- 1Department of Radiology, The Second Affiliated Hospital, Zhejiang University School of Medicine, Hangzhou, China
- 2Department of Otolaryngology, The Second Affiliated Hospital, Zhejiang University School of Medicine, Hangzhou, China
The pathophysiology of idiopathic sudden sensorineural hearing loss (ISSNHL) remains unclear. It is widely hypothesized that vascular ischemia, leading to acute labyrinthine ischemia, may represent the most probable underlying etiology. We describe a 51-year-old previously healthy man presenting with acute-onset left-sided hearing loss, tinnitus, and vertigo persisting for 24 h. His clinical features were consistent with acute labyrinthine ischemia, suggesting this as the probable etiology of ISSNHL. Initial photon-counting CT (PCCT) of the inner ear suggested that the branches of the anterior inferior cerebellar artery (AICA) supplying the inner ear, including the labyrinthine artery, were slightly attenuated and exhibited a sparse branching pattern. Follow-up imaging after therapy within a week revealed significant improvement in both the vascular caliber and blood flow. To our knowledge, this case represents the first successful application of PCCT to directly suggest acute labyrinthine ischemia, providing the first reported radiological evidence for this mechanism.
1 Introduction
The pathogenesis of idiopathic sudden sensorineural hearing loss (ISSNHL) remains unclear, with vascular ischemia being widely considered a probable underlying etiology.
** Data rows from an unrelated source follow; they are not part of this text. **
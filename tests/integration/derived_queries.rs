mod common;

use common::{names, seed, session};
use quarry::{Arg, DerivedOutcome, DerivedQuery, ParamKind, Result, Value};

fn records(outcome: DerivedOutcome) -> Vec<quarry::Record> {
    match outcome {
        DerivedOutcome::Records(records) => records,
        other => panic!("expected records, got {other:?}"),
    }
}

#[test]
fn find_through_relation_and_operator_suffix() -> Result<()> {
    let mut session = session()?;
    seed(&mut session)?;
    let query = DerivedQuery::parse(
        session.context(),
        "pet",
        "findByOwnerLastNameAndNameLikeOrderByNameDesc",
        &[ParamKind::Scalar, ParamKind::Scalar],
    )?;
    let found = records(session.run_derived(&query, &["Franklin".into(), "%l%".into()])?);
    assert_eq!(names(&found), ["Leo", "Basil"]);
    Ok(())
}

#[test]
fn count_exists_and_in_lists() -> Result<()> {
    let mut session = session()?;
    seed(&mut session)?;
    let ctx = session.context().clone();

    let count = DerivedQuery::parse(&ctx, "pet", "countByOwnerAddressCity", &[ParamKind::Scalar])?;
    assert_eq!(
        session.run_derived(&count, &["Sun Prairie".into()])?,
        DerivedOutcome::Count(1)
    );

    let exists = DerivedQuery::parse(&ctx, "pet", "existsByBirthDateIsNotNull", &[])?;
    assert_eq!(session.run_derived(&exists, &[])?, DerivedOutcome::Exists(false));

    let within = DerivedQuery::parse(&ctx, "pet", "findByNameIn", &[ParamKind::Collection])?;
    let found = records(session.run_derived(
        &within,
        &[Arg::Collection(vec![Value::from("Rosy"), Value::from("Leo")])],
    )?);
    assert_eq!(found.len(), 2);

    let nothing = records(session.run_derived(&within, &[Arg::Collection(Vec::new())])?);
    assert!(nothing.is_empty());
    Ok(())
}

#[test]
fn entity_argument_and_first_modifier() -> Result<()> {
    let mut session = session()?;
    let seeded = seed(&mut session)?;
    let ctx = session.context().clone();
    let by_owner = DerivedQuery::parse(&ctx, "pet", "findFirstByOwnerOrderByNameAsc", &[ParamKind::Entity])?;
    let found = records(session.run_derived(&by_owner, &[Arg::Entity(seeded.owners[0].clone())])?);
    assert_eq!(names(&found), ["Basil"]);
    Ok(())
}

#[test]
fn derived_delete_removes_matching_rows() -> Result<()> {
    let mut session = session()?;
    seed(&mut session)?;
    let ctx = session.context().clone();
    let delete = DerivedQuery::parse(&ctx, "visit", "deleteByDescriptionIsNull", &[])?;
    assert_eq!(session.run_derived(&delete, &[])?, DerivedOutcome::Deleted(2));
    let remaining = DerivedQuery::parse(&ctx, "visit", "countAll", &[])?;
    assert_eq!(session.run_derived(&remaining, &[])?, DerivedOutcome::Count(1));
    Ok(())
}

#[test]
fn malformed_declarations_fail_before_execution() -> Result<()> {
    let session = session()?;
    let ctx = session.context();
    let err = DerivedQuery::parse(ctx, "pet", "findByOwnerPhone", &[ParamKind::Scalar]).unwrap_err();
    assert_eq!(err.code(), "PathResolutionError");
    let err = DerivedQuery::parse(ctx, "pet", "findByNameBetween", &[ParamKind::Scalar]).unwrap_err();
    assert_eq!(err.code(), "InvalidArgument");
    let err = DerivedQuery::parse(ctx, "pet", "findByNameAnd", &[ParamKind::Scalar]).unwrap_err();
    assert_eq!(err.code(), "InvalidArgument");
    Ok(())
}
//! End-to-end scenarios: feed source text to the public `interpret` API and
//! assert on exactly what landed in the captured writer, byte for byte.

use loxide::InterpretError;

fn run(source: &str) -> (Result<(), InterpretError>, String) {
  let mut out = Vec::new();
  let result = loxide::interpret(source, &mut out);
  (result, String::from_utf8(out).expect("print output is always valid UTF-8"))
}

#[test]
fn prints_arithmetic_result() {
  let (result, out) = run("print 2 + 2;");
  assert!(result.is_ok());
  assert_eq!(out, "4\n");
}

#[test]
fn concatenates_strings() {
  let (result, out) = run(r#"print "hi" + " " + "there";"#);
  assert!(result.is_ok());
  assert_eq!(out, "hi there\n");
}

#[test]
fn nested_block_scopes_see_enclosing_locals() {
  let (result, out) = run("var a = 0; var b = 1; { var c = 2; print a; print b; print c; }");
  assert!(result.is_ok());
  assert_eq!(out, "0\n1\n2\n");
}

#[test]
fn recursive_function_call() {
  let (result, out) = run("fun count(n) { if (n > 1) count(n - 1); print n; } count(3);");
  assert!(result.is_ok());
  assert_eq!(out, "1\n2\n3\n");
}

#[test]
fn closure_keeps_capturing_after_enclosing_function_returns() {
  let src = "fun make() { var x = 0; fun inc() { x = x + 1; return x; } return inc; } \
             var c = make(); print c(); print c(); print c();";
  let (result, out) = run(src);
  assert!(result.is_ok());
  assert_eq!(out, "1\n2\n3\n");
}

#[test]
fn super_call_reaches_overridden_base_method() {
  let src = "class A { greet() { print \"A\"; } } \
             class B < A { greet() { super.greet(); print \"B\"; } } \
             B().greet();";
  let (result, out) = run(src);
  assert!(result.is_ok());
  assert_eq!(out, "A\nB\n");
}

#[test]
fn adding_number_and_string_is_a_runtime_error() {
  let (result, out) = run(r#"1 + "x";"#);
  assert!(matches!(result, Err(InterpretError::Runtime(_))));
  assert_eq!(out, "");
}

#[test]
fn reading_a_local_in_its_own_initializer_is_a_compile_error() {
  let (result, _) = run("{ var a = a; }");
  assert!(matches!(result, Err(InterpretError::Compile)));
}

#[test]
fn the_same_pattern_at_global_scope_silently_yields_nil() {
  let (result, out) = run("var a = a; print a;");
  assert!(result.is_ok());
  assert_eq!(out, "nil\n");
}
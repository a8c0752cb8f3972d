//! Error formatting for both compile-time and run-time failures.
//!
//! Compile errors are reported as they're found (panic-mode keeps the
//! compiler going so it can report more than one); runtime errors abort the
//! program immediately, so there is only ever one to report. Both are
//! printed to stderr — `print`'s own output goes to the caller-supplied
//! writer instead, never interleaved with diagnostics.

use log::error;
use thiserror::Error;

use crate::token::{Token, TokenKind};
use crate::vm::call_frame::CallFrame;

/// Every distinct shape of compile-time diagnostic the compiler can raise.
/// `Syntax` covers the many token-expectation messages `consume()` builds
/// ad hoc (`"Expect ';' after value."` and friends) and the scanner errors
/// `advance()` forwards (`"Unterminated string."`); everything else here is
/// a resolution error the compiler detects semantically rather than from a
/// single expected-token mismatch, so it gets its own variant.
#[derive(Debug, Clone, PartialEq, Eq, Error)]
pub enum CompileErrorKind {
  #[error("{0}")]
  Syntax(String),
  #[error("Expect expression.")]
  ExpectedExpression,
  #[error("Invalid assignment target.")]
  InvalidAssignmentTarget,
  #[error("Too many constants in one chunk.")]
  TooManyConstants,
  #[error("Too many local variables in function.")]
  TooManyLocals,
  #[error("Too many closure variables in function.")]
  TooManyUpvalues,
  #[error("Can't have more than 255 parameters.")]
  TooManyParameters,
  #[error("Can't have more than 255 arguments.")]
  TooManyArguments,
  #[error("Already a variable with this name in this scope.")]
  DuplicateLocalBinding,
  #[error("Can't read local variable in its own initializer.")]
  SelfReferentialLocalInitializer,
  #[error("Loop body too large.")]
  LoopBodyTooLarge,
  #[error("A class can't inherit from itself.")]
  ClassInheritsFromItself,
  #[error("Can't use 'this' outside of a class.")]
  ThisOutsideClass,
  #[error("Can't use 'super' outside of a class.")]
  SuperOutsideClass,
  #[error("Can't use 'super' in a class with no superclass.")]
  SuperWithoutSuperclass,
  #[error("Can't return from top-level code.")]
  ReturnOutsideFunction,
  #[error("Can't return a value from an initializer.")]
  ReturnValueFromInitializer,
}

/// Every distinct shape of runtime failure the VM can raise. `Type` covers
/// the operand-type checks shared by `vm::arithmetic`'s helpers; `Native`
/// carries whatever message a host-provided native function chose to raise.
#[derive(Debug, Clone, PartialEq, Error)]
pub enum RuntimeErrorKind {
  #[error("{0}")]
  Type(String),
  #[error("{0}")]
  Native(String),
  #[error("Undefined variable '{0}'.")]
  UndefinedVariable(String),
  #[error("Undefined property '{0}'.")]
  UndefinedProperty(String),
  #[error("Only instances have properties.")]
  NotAnInstance,
  #[error("Only instances have fields.")]
  NoFields,
  #[error("Only instances have methods.")]
  NoMethods,
  #[error("Superclass must be a class.")]
  SuperclassMustBeAClass,
  #[error("Can only call functions and classes.")]
  NotCallable,
  #[error("Expected {expected} arguments but got {got}.")]
  ArityMismatch { expected: u8, got: u8 },
  #[error("Stack overflow.")]
  StackOverflow,
  #[error("Failed to write output: {0}")]
  Io(String),
}

/// The compiler's own wrapper is just `had_error: bool`; this type exists so
/// runtime failures have a real `std::error::Error` to carry through
/// `lib.rs`'s public API instead of a bare string.
#[derive(Debug, Clone, Error)]
#[error("{message}")]
pub struct RuntimeError {
  pub kind: RuntimeErrorKind,
  pub message: String,
}

impl RuntimeError {
  pub fn new(kind: RuntimeErrorKind) -> Self {
    let message = kind.to_string();
    Self { kind, message }
  }
}

/// Prints `[line L] Error at '<lexeme>': <message>` (or the `at end`/bare
/// forms for `Eof`/`Error` tokens) to stderr, matching the line the failing
/// token started on.
pub fn report_compile_error(token: &Token, kind: &CompileErrorKind) {
  let message = kind.to_string();
  error!(target: "loxide::compiler", "line {}: {}", token.line, message);

  match token.kind {
    TokenKind::Eof => eprintln!("[line {}] Error at end: {}", token.line, message),
    TokenKind::Error => eprintln!("[line {}] Error: {}", token.line, message),
    _ => eprintln!("[line {}] Error at '{}': {}", token.line, token.lexeme, message),
  }
}

/// Prints the runtime error message followed by a stack trace, innermost
/// frame first, down to `script` for the top level. `line` is the source
/// line the faulting instruction in the innermost frame maps to; each
/// enclosing frame's own line is recovered from its own (already-advanced)
/// instruction pointer.
pub fn report_runtime_error(frames: &[CallFrame], line: u32, message: &str) {
  error!(target: "loxide::vm", "line {}: {}", line, message);
  eprintln!("{}", message);

  for (i, frame) in frames.iter().enumerate().rev() {
    let frame_line = if i == frames.len() - 1 {
      line
    } else {
      frame.closure.function.chunk.get_line(frame.ip.saturating_sub(1))
    };
    eprintln!("[line {}] in {}", frame_line, frame.function_name());
  }
}

/// The top-level result of compiling and running one program. Carries
/// enough to pick an exit code (§6: 65 for compile errors, 70 for runtime
/// ones) without the caller re-deriving it from a bare `()`.
#[derive(Debug, Error)]
pub enum InterpretError {
  #[error("compile error")]
  Compile,
  #[error(transparent)]
  Runtime(#[from] RuntimeError),
}

//! Prefix and infix parse functions: the leaves and operators of the Pratt
//! table. Each function consumes exactly the tokens of the expression form
//! it's named for and emits the bytecode for it directly — there is no
//! intermediate expression tree.

use crate::chunk::OpCode;
use crate::token::{Literal, TokenKind};
use crate::value::Value;

use super::precedence::{get_rule, Precedence};
use super::Compiler;

pub(super) fn grouping(c: &mut Compiler, _can_assign: bool) {
  c.parse_expression();
  c.consume(TokenKind::RightParen, "Expect ')' after expression.");
}

pub(super) fn unary(c: &mut Compiler, _can_assign: bool) {
  let op_kind = c.previous.kind;
  c.parse_precedence(Precedence::Unary);

  match op_kind {
    TokenKind::Bang => c.emit_op(OpCode::Not),
    TokenKind::Minus => c.emit_op(OpCode::Negate),
    _ => unreachable!("unary() only registered for Bang and Minus"),
  }
}

pub(super) fn binary(c: &mut Compiler, _can_assign: bool) {
  let op_kind = c.previous.kind;
  let rule = get_rule(op_kind);
  c.parse_precedence(rule.precedence.next());

  match op_kind {
    TokenKind::Plus => c.emit_op(OpCode::Add),
    TokenKind::Minus => c.emit_op(OpCode::Subtract),
    TokenKind::Star => c.emit_op(OpCode::Multiply),
    TokenKind::Slash => c.emit_op(OpCode::Divide),
    TokenKind::BangEqual => c.emit_ops(OpCode::Equal, OpCode::Not),
    TokenKind::EqualEqual => c.emit_op(OpCode::Equal),
    TokenKind::Greater => c.emit_op(OpCode::Greater),
    TokenKind::GreaterEqual => c.emit_ops(OpCode::Less, OpCode::Not),
    TokenKind::Less => c.emit_op(OpCode::Less),
    TokenKind::LessEqual => c.emit_ops(OpCode::Greater, OpCode::Not),
    _ => unreachable!("binary() only registered for arithmetic/comparison operators"),
  }
}

pub(super) fn number(c: &mut Compiler, _can_assign: bool) {
  let n = match c.previous.literal {
    Literal::Number(n) => n,
    _ => unreachable!("Number tokens always carry a Literal::Number"),
  };
  c.emit_constant(Value::Number(n));
}

pub(super) fn string(c: &mut Compiler, _can_assign: bool) {
  let s = match &c.previous.literal {
    Literal::Str(s) => s.clone(),
    _ => unreachable!("String tokens always carry a Literal::Str"),
  };
  c.emit_constant(Value::from(s));
}

pub(super) fn literal(c: &mut Compiler, _can_assign: bool) {
  match c.previous.kind {
    TokenKind::False => c.emit_op(OpCode::False),
    TokenKind::Nil => c.emit_op(OpCode::Nil),
    TokenKind::True => c.emit_op(OpCode::True),
    _ => unreachable!("literal() only registered for false/nil/true"),
  }
}

pub(super) fn variable(c: &mut Compiler, can_assign: bool) {
  let name = c.previous.clone();
  c.named_variable(&name, can_assign);
}

pub(super) fn and_(c: &mut Compiler, _can_assign: bool) {
  // Short-circuit: if the left operand is falsey, its value is already on
  // the stack and becomes the result; otherwise discard it and evaluate the
  // right operand.
  let end_jump = c.emit_jump(OpCode::JumpIfFalse);
  c.emit_op(OpCode::Pop);
  c.parse_precedence(Precedence::And);
  c.patch_jump(end_jump);
}

pub(super) fn or_(c: &mut Compiler, _can_assign: bool) {
  let else_jump = c.emit_jump(OpCode::JumpIfFalse);
  let end_jump = c.emit_jump(OpCode::Jump);
  c.patch_jump(else_jump);
  c.emit_op(OpCode::Pop);
  c.parse_precedence(Precedence::Or);
  c.patch_jump(end_jump);
}

pub(super) fn call(c: &mut Compiler, _can_assign: bool) {
  let arg_count = c.argument_list();
  c.emit_op(OpCode::Call);
  c.emit_byte(arg_count);
}

pub(super) fn dot(c: &mut Compiler, can_assign: bool) {
  c.consume(TokenKind::Identifier, "Expect property name after '.'.");
  let name = c.previous.lexeme.clone();
  let name_idx = c.identifier_constant(&name);

  if can_assign && c.matches(TokenKind::Equal) {
    c.parse_expression();
    c.emit_op(OpCode::SetProperty);
    c.emit_byte(name_idx);
  } else if c.matches(TokenKind::LeftParen) {
    // `receiver.method(args)` fuses the property lookup and the call into
    // one Invoke instruction rather than GetProperty+Call, skipping the
    // intermediate bound-method allocation.
    let arg_count = c.argument_list();
    c.emit_op(OpCode::Invoke);
    c.emit_byte(name_idx);
    c.emit_byte(arg_count);
  } else {
    c.emit_op(OpCode::GetProperty);
    c.emit_byte(name_idx);
  }
}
The labyrinthine artery is the exclusive terminal artery supplying the inner ear, functioning as an end-artery without collateral circulation (1). Although labyrinthine artery pathology has been hypothesized to contribute to acute labyrinthine ischemia, direct visualization of this vascular structure has remained challenging with conventional imaging techniques. Compared to traditional energy-integrating detector CT (EID-CT), photon-counting CT (PCCT) offers superior spatial and contrast resolution, enabling more detailed visualization of anatomical structures. The visualization of inner ear anatomy is significantly enhanced by the advantages of PCCT. PCCT could be a valuable tool for diagnosing vascular-induced acute labyrinthine ischemia.
2 Case report
A 51-year-old previously healthy man presented with acute left-sided hearing loss, tinnitus, and vertigo of 1-day duration. However, he denied any significant nausea, vomiting, ear pain, otorrhea, headache, or neck pain. His medical history was unremarkable. Normal external auditory canals and tympanic membranes bilaterally. CN VIII: Profound unilateral sensorineural hearing loss on the left (confirmed by tuning fork test). CN II-XII: Otherwise entirely intact, with specific note of normal facial nerve (CN VII) symmetry and function. Vestibular: no spontaneous nystagmus. Neurological: The remainder of the motor, sensory, and cerebellar examinations was non-focal. Pure-tone audiometry (PTA) showed severe sensorineural hearing loss across all frequencies in the left ear (Figure 1A). Vestibular testing revealed left horizontal semicircular canal dysfunction (asymmetry ratio: 0.36) and absent left vestibular evoked myogenic potentials (VEMPs). Otoacoustic emissions (OAEs) were bilaterally absent. Initial MRI, DWI, 3D-TOF were unremarkable (Figures 2A–D).
Figure 1. The patient's PTA results. The patient's PTA revealed severe sensorineural hearing loss across all frequencies in the left ear (A). After 8 and 13 days, follow-up PTA suggested significant improvement in hearing thresholds across all frequencies in the left ear (B, C).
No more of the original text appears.